Sunday, June 28, 2020

Cinfici Is Quoted in a Reading Eagle Article on Reading’s Columbus Monument


           I was quoted as a historian in yesterday’s article in the Reading Eagle on a proposal to remove the Christopher Columbus monument from Reading’s City Park: https://www.readingeagle.com/news/local/reading-resident-wants-christopher-columbus-statue-removed-from-city-park/article_40f5818a-b724-11ea-94fb-af2e95792b60.html.
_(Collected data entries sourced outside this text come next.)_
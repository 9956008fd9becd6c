//! Contains logic for finding out what the user is looking at in different environments.
//! [GenericWindowProbe] is the main artifact of this module that abstracts
//! the operations. The backend is picked once, when the probe is created.

#[cfg(any(target_os = "linux", target_os = "macos"))]
mod command;
#[cfg(target_os = "macos")]
pub mod macos;
#[cfg(feature = "win")]
pub mod win;
#[cfg(feature = "x11")]
pub mod x11;
#[cfg(target_os = "linux")]
pub mod xdotool;

#[cfg(feature = "win")]
extern crate windows;

#[cfg(feature = "x11")]
extern crate xcb;

use async_trait::async_trait;
#[cfg(test)]
use mockall::automock;
use thiserror::Error;

/// Value reported when the application or the title can't be determined.
pub const UNKNOWN: &str = "Unknown";

#[derive(Debug, Clone, PartialEq, Eq)]
pub struct ActiveWindowData {
    /// Short name of the focused application. For example 'firefox' or 'alacritty'
    pub app_name: String,
    /// Process identifier of the focused application. Zero or negative when unknown.
    pub pid: i64,
    /// Name of the window. For example 'bash in hello' or 'Document 1' or 'Vibing in YouTube -
    /// Chrome'
    pub title: String,
}

impl ActiveWindowData {
    /// Sample used when nothing is focused or the probe failed.
    pub fn unknown() -> Self {
        Self {
            app_name: UNKNOWN.into(),
            pid: -1,
            title: UNKNOWN.into(),
        }
    }
}

#[derive(Debug, Error)]
pub enum ProbeError {
    #[error("active window detection is not supported on this platform")]
    Unsupported,
    #[error("required tool `{tool}` is not installed")]
    ToolMissing { tool: String },
    #[error("`{command}` failed: {message}")]
    CommandFailed { command: String, message: String },
    #[error("probe did not answer within {0:?}")]
    Timeout(std::time::Duration),
    #[error("unexpected probe output: {0}")]
    InvalidOutput(String),
    #[error("platform call failed: {0}")]
    Platform(String),
}

/// Intended to serve as a contract every supported platform must implement.
#[cfg_attr(test, automock)]
#[async_trait]
pub trait WindowProbe: Send {
    /// Reports the focused application, its process id and the focused window title.
    async fn sample(&mut self) -> Result<ActiveWindowData, ProbeError>;
}

/// Probe used where no backend exists. Every sample fails with [ProbeError::Unsupported].
pub struct UnsupportedProbe;

#[async_trait]
impl WindowProbe for UnsupportedProbe {
    async fn sample(&mut self) -> Result<ActiveWindowData, ProbeError> {
        Err(ProbeError::Unsupported)
    }
}

/// Serves as a cross-compatible WindowProbe implementation.
pub struct GenericWindowProbe {
    inner: Box<dyn WindowProbe>,
}

impl GenericWindowProbe {
    pub fn new() -> anyhow::Result<Self> {
        cfg_if::cfg_if! {
            if #[cfg(feature = "win")] {
                Ok(Self {
                    inner: Box::new(win::WindowsProbe::new()),
                })
            } else if #[cfg(feature = "x11")] {
                Ok(Self {
                    inner: Box::new(x11::X11Probe::new()?),
                })
            } else if #[cfg(target_os = "linux")] {
                Ok(Self {
                    inner: Box::new(xdotool::XdotoolProbe::new()),
                })
            } else if #[cfg(target_os = "macos")] {
                Ok(Self {
                    inner: Box::new(macos::OsascriptProbe),
                })
            } else {
                tracing::warn!("No window probe available, every sample will be dropped");
                Ok(Self {
                    inner: Box::new(UnsupportedProbe),
                })
            }
        }
    }
}

#[async_trait]
impl WindowProbe for GenericWindowProbe {
    async fn sample(&mut self) -> Result<ActiveWindowData, ProbeError> {
        self.inner.sample().await
    }
}
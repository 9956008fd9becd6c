use tokio::select;
use tokio_util::sync::CancellationToken;
use tracing::{error, info};

/// Cancels `cancelation` once the process receives Ctrl-C. Returns early when something else
/// cancels it first. Any other way of stopping the recorder is external termination, which
/// the continuously rewritten record survives.
pub async fn detect_shutdown(cancelation: CancellationToken) {
    select! {
        result = tokio::signal::ctrl_c() => match result {
            Ok(()) => {
                info!("Received Ctrl-C, stopping");
                cancelation.cancel();
            }
            Err(e) => {
                error!("Failed to listen for Ctrl-C {e:?}");
                cancelation.cancelled().await;
            }
        },
        _ = cancelation.cancelled() => (),
    };
}

#[cfg(test)]
mod tests {
    use std::time::Duration;

    use tokio_util::sync::CancellationToken;

    use super::detect_shutdown;

    #[tokio::test]
    async fn test_returns_when_cancelled_elsewhere() {
        let token = CancellationToken::new();
        token.cancel();
        tokio::time::timeout(Duration::from_secs(1), detect_shutdown(token))
            .await
            .expect("detect_shutdown should return once the token is cancelled");
    }
}
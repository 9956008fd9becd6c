//! In-memory model of accumulated time.
//!
//! A [Summary] maps an application name to an [AppRecord], and an [AppRecord] maps a window
//! title to the number of seconds spent in it. Every application also carries one derived
//! entry under [total_time_key], which [aggregate::recompute_total_time] keeps equal to the
//! sum of the other entries.

pub mod aggregate;

use std::collections::{btree_map, BTreeMap};

const TOTAL_TIME_SUFFIX: &str = "total time";

/// Name of the derived entry holding the total time of `app_name`.
pub fn total_time_key(app_name: &str) -> String {
    format!("{app_name} {TOTAL_TIME_SUFFIX}")
}

/// Seconds spent per window title of one application.
#[derive(Debug, Clone, Default, PartialEq)]
pub struct AppRecord {
    titles: BTreeMap<String, f64>,
}

impl AppRecord {
    pub fn get(&self, title: &str) -> Option<f64> {
        self.titles.get(title).copied()
    }

    pub fn iter(&self) -> impl Iterator<Item = (&str, f64)> {
        self.titles.iter().map(|(title, seconds)| (title.as_str(), *seconds))
    }

    pub fn len(&self) -> usize {
        self.titles.len()
    }

    pub fn is_empty(&self) -> bool {
        self.titles.is_empty()
    }

    /// Adds `seconds` to `title`, creating the entry if needed.
    pub fn add(&mut self, title: impl Into<String>, seconds: f64) {
        *self.titles.entry(title.into()).or_insert(0.) += seconds;
    }

    pub(crate) fn remove(&mut self, title: &str) -> Option<f64> {
        self.titles.remove(title)
    }

    pub(crate) fn insert(&mut self, title: String, seconds: f64) {
        self.titles.insert(title, seconds);
    }

    /// Sum of every entry currently present, derived entry included.
    pub fn sum(&self) -> f64 {
        self.titles.values().sum()
    }
}

impl<T: Into<String>> FromIterator<(T, f64)> for AppRecord {
    fn from_iter<I: IntoIterator<Item = (T, f64)>>(iter: I) -> Self {
        let mut record = AppRecord::default();
        for (title, seconds) in iter {
            record.add(title, seconds);
        }
        record
    }
}

/// Accumulated time for every application seen during a day (or a merge of days).
#[derive(Debug, Clone, Default, PartialEq)]
pub struct Summary {
    apps: BTreeMap<String, AppRecord>,
}

impl Summary {
    pub fn new() -> Self {
        Self::default()
    }

    /// Adds `seconds` to the `(app_name, title)` entry. Both the application and the title are
    /// created on first use. Inputs are not validated here.
    pub fn accumulate(&mut self, app_name: &str, title: &str, seconds: f64) {
        self.apps
            .entry(app_name.to_owned())
            .or_default()
            .add(title, seconds);
    }

    pub fn app(&self, app_name: &str) -> Option<&AppRecord> {
        self.apps.get(app_name)
    }

    pub fn apps(&self) -> impl Iterator<Item = (&str, &AppRecord)> {
        self.apps.iter().map(|(name, record)| (name.as_str(), record))
    }

    pub(crate) fn apps_mut(&mut self) -> impl Iterator<Item = (&String, &mut AppRecord)> {
        self.apps.iter_mut()
    }

    pub(crate) fn app_entry(&mut self, app_name: String) -> btree_map::Entry<'_, String, AppRecord> {
        self.apps.entry(app_name)
    }

    pub fn len(&self) -> usize {
        self.apps.len()
    }

    pub fn is_empty(&self) -> bool {
        self.apps.is_empty()
    }

    /// Number of `(application, title)` entries, derived entries included.
    pub fn entry_count(&self) -> usize {
        self.apps.values().map(AppRecord::len).sum()
    }
}

impl<A: Into<String>> FromIterator<(A, AppRecord)> for Summary {
    fn from_iter<I: IntoIterator<Item = (A, AppRecord)>>(iter: I) -> Self {
        Summary {
            apps: iter
                .into_iter()
                .map(|(name, record)| (name.into(), record))
                .collect(),
        }
    }
}
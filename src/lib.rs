//! Records how much time is spent in every application and window title. One record file is
//! kept per local day and rewritten every second, and any set of records can later be merged
//! into one report.
//!

pub mod cli;
pub mod merge;
pub mod recorder;
pub mod storage;
pub mod summary;
pub mod utils;
pub mod window_api;
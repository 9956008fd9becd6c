//! Merge mode: folds every record in a directory into one combined record.

use std::{
    io::ErrorKind,
    path::{Path, PathBuf},
};

use thiserror::Error;
use tokio::fs;
use tracing::{debug, info};

use crate::{
    storage::{
        codec::RecordError,
        record_storage::{read_record, write_record},
    },
    summary::{aggregate::combine, total_time_key, Summary},
    utils::time::format_hms,
};

pub const MERGED_RECORD_NAME: &str = "wasted_time_merged.csv";

#[derive(Debug, Error)]
pub enum MergeError {
    #[error("Folder not found '{}'", .0.display())]
    SourceNotFound(PathBuf),
    #[error("failed to list '{}': {source}", .path.display())]
    ListSource {
        path: PathBuf,
        #[source]
        source: std::io::Error,
    },
    #[error("failed to read record '{}': {source}", .path.display())]
    Read {
        path: PathBuf,
        #[source]
        source: RecordError,
    },
    #[error("failed to write merged record '{}': {source}", .path.display())]
    Write {
        path: PathBuf,
        #[source]
        source: RecordError,
    },
}

/// Where merged records go unless another path is given.
pub fn default_output_path() -> PathBuf {
    std::env::temp_dir().join(MERGED_RECORD_NAME)
}

/// Regular files directly inside `source`, in path order.
async fn list_records(source: &Path) -> Result<Vec<PathBuf>, MergeError> {
    let list_error = |source_error| MergeError::ListSource {
        path: source.to_owned(),
        source: source_error,
    };

    match fs::metadata(source).await {
        Ok(_) => {}
        Err(e) if e.kind() == ErrorKind::NotFound => {
            return Err(MergeError::SourceNotFound(source.to_owned()))
        }
        Err(e) => return Err(list_error(e)),
    }

    let mut entries = fs::read_dir(source).await.map_err(list_error)?;
    let mut records = Vec::new();
    while let Some(entry) = entries.next_entry().await.map_err(list_error)? {
        let path = entry.path();
        if fs::metadata(&path).await.map_err(list_error)?.is_file() {
            records.push(path);
        } else {
            debug!("Skipping {path:?}, not a file");
        }
    }
    records.sort();
    Ok(records)
}

/// Reads every file in `source` and combines them. Any file that isn't a valid record aborts
/// the whole merge.
pub async fn merge_directory(source: &Path) -> Result<Summary, MergeError> {
    let mut total = Summary::new();
    for path in list_records(source).await? {
        let summary = read_record(&path).await.map_err(|source| MergeError::Read {
            path: path.clone(),
            source,
        })?;
        info!("Merging {path:?} with {} applications", summary.len());
        total = combine(&total, &summary);
    }
    Ok(total)
}

/// Merges `source` and writes the result to `output`, replacing any earlier merge.
pub async fn run_merge(source: &Path, output: &Path) -> Result<Summary, MergeError> {
    let merged = merge_directory(source).await?;
    write_record(output, &merged)
        .await
        .map_err(|source| MergeError::Write {
            path: output.to_owned(),
            source,
        })?;
    Ok(merged)
}

/// One line per application, `HH:MM:SS<tab>name`, longest first.
pub fn format_report(summary: &Summary) -> String {
    let mut totals = summary
        .apps()
        .map(|(app_name, record)| {
            let total = record
                .get(&total_time_key(app_name))
                .unwrap_or_else(|| record.sum());
            (app_name, total)
        })
        .collect::<Vec<_>>();
    totals.sort_by(|a, b| b.1.total_cmp(&a.1).then_with(|| a.0.cmp(b.0)));

    totals
        .into_iter()
        .map(|(app_name, total)| format!("{}\t{app_name}\n", format_hms(total)))
        .collect()
}

#[cfg(test)]
mod tests {
    use std::fs;

    use anyhow::Result;
    use tempfile::tempdir;

    use crate::{
        storage::record_storage::{read_record, RecordStorageImpl},
        summary::{aggregate::recompute_total_time, Summary},
    };

    use super::{format_report, merge_directory, run_merge, MergeError};

    #[tokio::test]
    async fn test_missing_source() {
        let dir = tempdir().unwrap();
        let missing = dir.path().join("missing");
        let result = merge_directory(&missing).await;
        assert!(matches!(result, Err(MergeError::SourceNotFound(path)) if path == missing));
    }

    #[tokio::test]
    async fn test_merge_directory() -> Result<()> {
        let dir = tempdir()?;
        fs::write(
            dir.path().join("wasted_time_04072018.csv"),
            "application,title,time\n\
             firefox,Inbox,5\n\
             firefox,News,3\n\
             firefox,firefox total time,8\n",
        )?;
        fs::write(
            dir.path().join("wasted_time_05072018.csv"),
            "application,title,time\n\
             firefox,Inbox,8\n\
             firefox,firefox total time,8\n\
             alacritty,vim,2\n",
        )?;
        fs::create_dir(dir.path().join("logs"))?;

        let merged = merge_directory(dir.path()).await?;

        let firefox = merged.app("firefox").unwrap();
        assert_eq!(firefox.get("Inbox"), Some(13.));
        assert_eq!(firefox.get("News"), Some(3.));
        assert_eq!(firefox.get("firefox total time"), Some(16.));
        assert_eq!(
            merged.app("alacritty").unwrap().get("alacritty total time"),
            Some(2.)
        );
        Ok(())
    }

    #[tokio::test]
    async fn test_empty_directory() -> Result<()> {
        let dir = tempdir()?;
        assert_eq!(merge_directory(dir.path()).await?, Summary::new());
        Ok(())
    }

    #[tokio::test]
    async fn test_malformed_file_aborts_merge() -> Result<()> {
        let dir = tempdir()?;
        fs::write(dir.path().join("a.csv"), "firefox,Inbox,5\n")?;
        fs::write(dir.path().join("notes.txt"), "just some notes\n")?;

        let result = merge_directory(dir.path()).await;
        assert!(matches!(
            result,
            Err(MergeError::Read { path, .. }) if path == dir.path().join("notes.txt")
        ));
        Ok(())
    }

    #[tokio::test]
    async fn test_unfinished_write_is_not_merged_after_restart() -> Result<()> {
        let dir = tempdir()?;
        fs::write(
            dir.path().join("wasted_time_04072018.csv"),
            "firefox,Inbox,100\n",
        )?;
        fs::write(
            dir.path().join("wasted_time_04072018.csv.tmp"),
            "firefox,Inbox,101\n",
        )?;

        RecordStorageImpl::new(dir.path().to_owned())?;
        let merged = merge_directory(dir.path()).await?;

        assert_eq!(merged.app("firefox").unwrap().get("Inbox"), Some(100.));
        Ok(())
    }

    #[tokio::test]
    async fn test_run_merge_overwrites_output() -> Result<()> {
        let source = tempdir()?;
        let out = tempdir()?;
        let output = out.path().join("merged.csv");
        fs::write(&output, "stale content that is not a record\n")?;
        fs::write(source.path().join("a.csv"), "firefox,Inbox,5\n")?;

        let merged = run_merge(source.path(), &output).await?;

        assert_eq!(read_record(&output).await?, merged);
        Ok(())
    }

    #[test]
    fn test_format_report() {
        let mut summary = Summary::new();
        summary.accumulate("firefox", "Inbox", 3725.);
        summary.accumulate("alacritty", "vim", 59.);
        summary.accumulate("alacritty", "htop", 2.);
        summary.accumulate("code", "main.rs", 3725.);
        recompute_total_time(&mut summary);

        assert_eq!(
            format_report(&summary),
            "01:02:05\tcode\n01:02:05\tfirefox\n00:01:01\talacritty\n"
        );
    }
}
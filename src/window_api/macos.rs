use async_trait::async_trait;

use super::{command::run_tool, ActiveWindowData, ProbeError, WindowProbe, UNKNOWN};

const FRONTMOST_SCRIPT: &str = r#"
tell application "System Events"
    set frontApp to first application process whose frontmost is true
    set appName to name of frontApp
    set appPid to unix id of frontApp
    set windowTitle to ""
    try
        set windowTitle to name of window 1 of frontApp
    end try
end tell
return appName & linefeed & appPid & linefeed & windowTitle
"#;

/// macOS probe asking System Events for the frontmost application through `osascript`.
pub struct OsascriptProbe;

fn parse_output(output: &str) -> Result<ActiveWindowData, ProbeError> {
    let mut lines = output.lines();
    let (Some(app_name), Some(pid)) = (lines.next(), lines.next()) else {
        return Err(ProbeError::InvalidOutput(output.to_owned()));
    };
    let pid = pid
        .trim()
        .parse::<i64>()
        .map_err(|_| ProbeError::InvalidOutput(output.to_owned()))?;
    let title = match lines.next().map(str::trim) {
        Some(title) if !title.is_empty() => title.to_owned(),
        _ => UNKNOWN.to_owned(),
    };

    Ok(ActiveWindowData {
        app_name: app_name.trim().to_owned(),
        pid,
        title,
    })
}

#[async_trait]
impl WindowProbe for OsascriptProbe {
    async fn sample(&mut self) -> Result<ActiveWindowData, ProbeError> {
        parse_output(&run_tool("osascript", &["-e", FRONTMOST_SCRIPT]).await?)
    }
}

#[cfg(test)]
mod tests {
    use crate::window_api::{ActiveWindowData, ProbeError};

    use super::parse_output;

    #[test]
    fn test_parse_output() {
        assert_eq!(
            parse_output("Safari\n312\nApple").ok(),
            Some(ActiveWindowData {
                app_name: "Safari".into(),
                pid: 312,
                title: "Apple".into(),
            })
        );
        assert_eq!(
            parse_output("Finder\n90").ok().map(|data| data.title),
            Some("Unknown".into())
        );
        assert!(matches!(parse_output("Finder"), Err(ProbeError::InvalidOutput(_))));
    }
}
//! Record mode: samples the focused window once per period and keeps today's record file up
//! to date.

use std::path::PathBuf;

use anyhow::Result;
use sampler::{Sampler, SamplerConfig};
use tokio_util::sync::CancellationToken;
use tracing::{error, info};

use crate::{
    storage::record_storage::RecordStorageImpl,
    utils::clock::{Clock, DefaultClock},
    window_api::{GenericWindowProbe, WindowProbe},
};

pub mod sample;
pub mod sampler;
pub mod shutdown;

/// Represents the starting point for record mode. Runs until Ctrl-C or a fatal error.
pub async fn start_recorder(record_dir: PathBuf, config: SamplerConfig) -> Result<()> {
    let probe = GenericWindowProbe::new()?;
    let shutdown_token = CancellationToken::new();

    info!("Recording into {record_dir:?} every {:?}", config.period);
    let sampler = create_sampler(record_dir, probe, &shutdown_token, DefaultClock, config)?;

    let (_, result) = tokio::join!(shutdown::detect_shutdown(shutdown_token.clone()), async {
        let result = sampler.run().await;
        shutdown_token.cancel();
        result
    });

    result.inspect_err(|e| error!("Sampler stopped with an error {e:?}"))
}

fn create_sampler(
    record_dir: PathBuf,
    probe: impl WindowProbe + 'static,
    shutdown_token: &CancellationToken,
    clock: impl Clock,
    config: SamplerConfig,
) -> Result<Sampler<RecordStorageImpl>> {
    let storage = RecordStorageImpl::new(record_dir)?;
    Ok(Sampler::new(
        Box::new(probe),
        storage,
        Box::new(clock),
        config,
        shutdown_token.clone(),
    ))
}

#[cfg(test)]
mod recorder_tests {
    use std::time::Duration;

    use anyhow::Result;
    use async_trait::async_trait;
    use chrono::{DateTime, Local, NaiveDate, TimeZone};
    use tempfile::tempdir;
    use tokio::time::Instant;
    use tokio_util::sync::CancellationToken;

    use crate::{
        recorder::{create_sampler, sampler::SamplerConfig},
        storage::record_storage::{RecordStorage, RecordStorageImpl},
        utils::clock::Clock,
        window_api::{ActiveWindowData, MockWindowProbe},
    };

    const TEST_DATE: NaiveDate = NaiveDate::from_ymd_opt(2018, 7, 4).unwrap();

    struct FixedClock;

    #[async_trait]
    impl Clock for FixedClock {
        fn time(&self) -> DateTime<Local> {
            Local
                .from_local_datetime(&TEST_DATE.and_hms_opt(12, 0, 0).unwrap())
                .single()
                .unwrap()
        }

        fn instant(&self) -> Instant {
            Instant::now()
        }

        async fn sleep_until(&self, instant: Instant) {
            tokio::time::sleep_until(instant).await;
        }
    }

    #[tokio::test]
    async fn test_create_sampler_records_into_directory() -> Result<()> {
        let dir = tempdir()?;
        let record_dir = dir.path().join("records");
        let mut probe = MockWindowProbe::new();
        probe.expect_sample().returning(|| {
            Ok(ActiveWindowData {
                app_name: "firefox".into(),
                pid: 7,
                title: "Inbox".into(),
            })
        });

        let shutdown = CancellationToken::new();
        let mut sampler = create_sampler(
            record_dir.clone(),
            probe,
            &shutdown,
            FixedClock,
            SamplerConfig {
                period: Duration::from_millis(500),
                probe_timeout: Duration::from_millis(500),
            },
        )?;
        sampler.tick().await?;

        let storage = RecordStorageImpl::new(record_dir)?;
        let stored = storage.load(TEST_DATE).await?;
        assert_eq!(stored.app("firefox").and_then(|a| a.get("Inbox")), Some(0.5));
        Ok(())
    }
}
use async_trait::async_trait;
use sysinfo::{Pid, ProcessesToUpdate, System};
use tracing::instrument;
use xcb::{
    x::{self, Atom, GetProperty, GrabServer, InternAtom, UngrabServer, Window, ATOM_ANY},
    Connection,
};

use super::{ActiveWindowData, ProbeError, WindowProbe, UNKNOWN};

impl From<xcb::Error> for ProbeError {
    fn from(value: xcb::Error) -> Self {
        ProbeError::Platform(value.to_string())
    }
}

fn intern_atom(conn: &Connection, name: &[u8]) -> Result<Atom, ProbeError> {
    let reply = conn.wait_for_reply(conn.send_request(&InternAtom {
        only_if_exists: false,
        name,
    }))?;
    Ok(reply.atom())
}

fn get_pid(conn: &Connection, window: Window, pid_atom: Atom) -> Result<Option<u32>, ProbeError> {
    let result = conn.wait_for_reply(conn.send_request(&GetProperty {
        delete: false,
        window,
        property: pid_atom,
        r#type: ATOM_ANY,
        long_offset: 0,
        long_length: 1,
    }))?;
    Ok(result.value::<u32>().first().copied())
}

fn get_active_window(
    conn: &Connection,
    root: Window,
    active_window_atom: Atom,
) -> Result<Option<Window>, ProbeError> {
    let result = conn.wait_for_reply(conn.send_request(&GetProperty {
        delete: false,
        window: root,
        property: active_window_atom,
        r#type: ATOM_ANY,
        long_offset: 0,
        long_length: 1,
    }))?;
    Ok(result.value::<Window>().first().copied())
}

fn get_name(conn: &Connection, window: Window, wm_name_atom: Atom) -> Result<String, ProbeError> {
    let wm_name = conn.wait_for_reply(conn.send_request(&x::GetProperty {
        delete: false,
        window,
        property: wm_name_atom,
        r#type: x::ATOM_ANY,
        long_offset: 0,
        long_length: 1024,
    }))?;
    Ok(String::from_utf8_lossy(wm_name.value()).into_owned())
}

/// Linux probe talking to the X server directly.
pub struct X11Probe {
    connection: Connection,
    preferred_screen: usize,
    active_window_atom: Atom,
    window_name_atom: Atom,
    pid_atom: Atom,
    system: System,
}

impl X11Probe {
    pub fn new() -> anyhow::Result<Self> {
        let (connection, preferred_screen) = xcb::Connection::connect(None)?;
        let active_window_atom = intern_atom(&connection, b"_NET_ACTIVE_WINDOW")?;
        let window_name_atom = intern_atom(&connection, b"_NET_WM_NAME")?;
        let pid_atom = intern_atom(&connection, b"_NET_WM_PID")?;
        Ok(Self {
            connection,
            preferred_screen: preferred_screen.max(0) as usize,
            active_window_atom,
            window_name_atom,
            pid_atom,
            system: System::new(),
        })
    }

    fn process_name(&mut self, pid: u32) -> Option<String> {
        let pid = Pid::from_u32(pid);
        self.system
            .refresh_processes(ProcessesToUpdate::Some(&[pid]), true);
        self.system
            .process(pid)
            .map(|process| process.name().to_string_lossy().into_owned())
    }

    #[instrument(skip(self))]
    fn get_active_inner(&mut self) -> Result<ActiveWindowData, ProbeError> {
        // Currently the application only supports 1 x11 screen.
        let root = self
            .connection
            .get_setup()
            .roots()
            .nth(self.preferred_screen)
            .map(|screen| screen.root())
            .ok_or_else(|| ProbeError::Platform("preferred screen is missing".into()))?;

        let Some(active_window) =
            get_active_window(&self.connection, root, self.active_window_atom)?
        else {
            return Ok(ActiveWindowData::unknown());
        };
        let title = get_name(&self.connection, active_window, self.window_name_atom)?;
        let pid = get_pid(&self.connection, active_window, self.pid_atom)?;
        let app_name = pid
            .and_then(|pid| self.process_name(pid))
            .unwrap_or_else(|| UNKNOWN.into());

        Ok(ActiveWindowData {
            app_name,
            pid: pid.map_or(-1, i64::from),
            title,
        })
    }
}

#[async_trait]
impl WindowProbe for X11Probe {
    async fn sample(&mut self) -> Result<ActiveWindowData, ProbeError> {
        let _ = self.connection.send_request(&GrabServer {});
        let result = self.get_active_inner();
        let _ = self.connection.send_request(&UngrabServer {});
        result
    }
}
            I noted Columbus’ accomplishment of joining two worlds together and its significance of exchanging goods, ideas and knowledge and providing the opportunity for friendship and that the monument was intended to affirm the equality of immigrants who have faced prejudice, not for events that took place later for which the discovery is blamed.  Indeed, the article notes how xenophobic nativists protested the monument when it was placed in 1925, paid for by local Italian-Americans and sculpted by an Italian artist.  The upkeep up the statue has been performed by the Columbus Day Committee, which is made up of Holy Rosary Roman Catholic Parish (an Italian national church), whose Pastor founded it in 1956, and other Italian organizations.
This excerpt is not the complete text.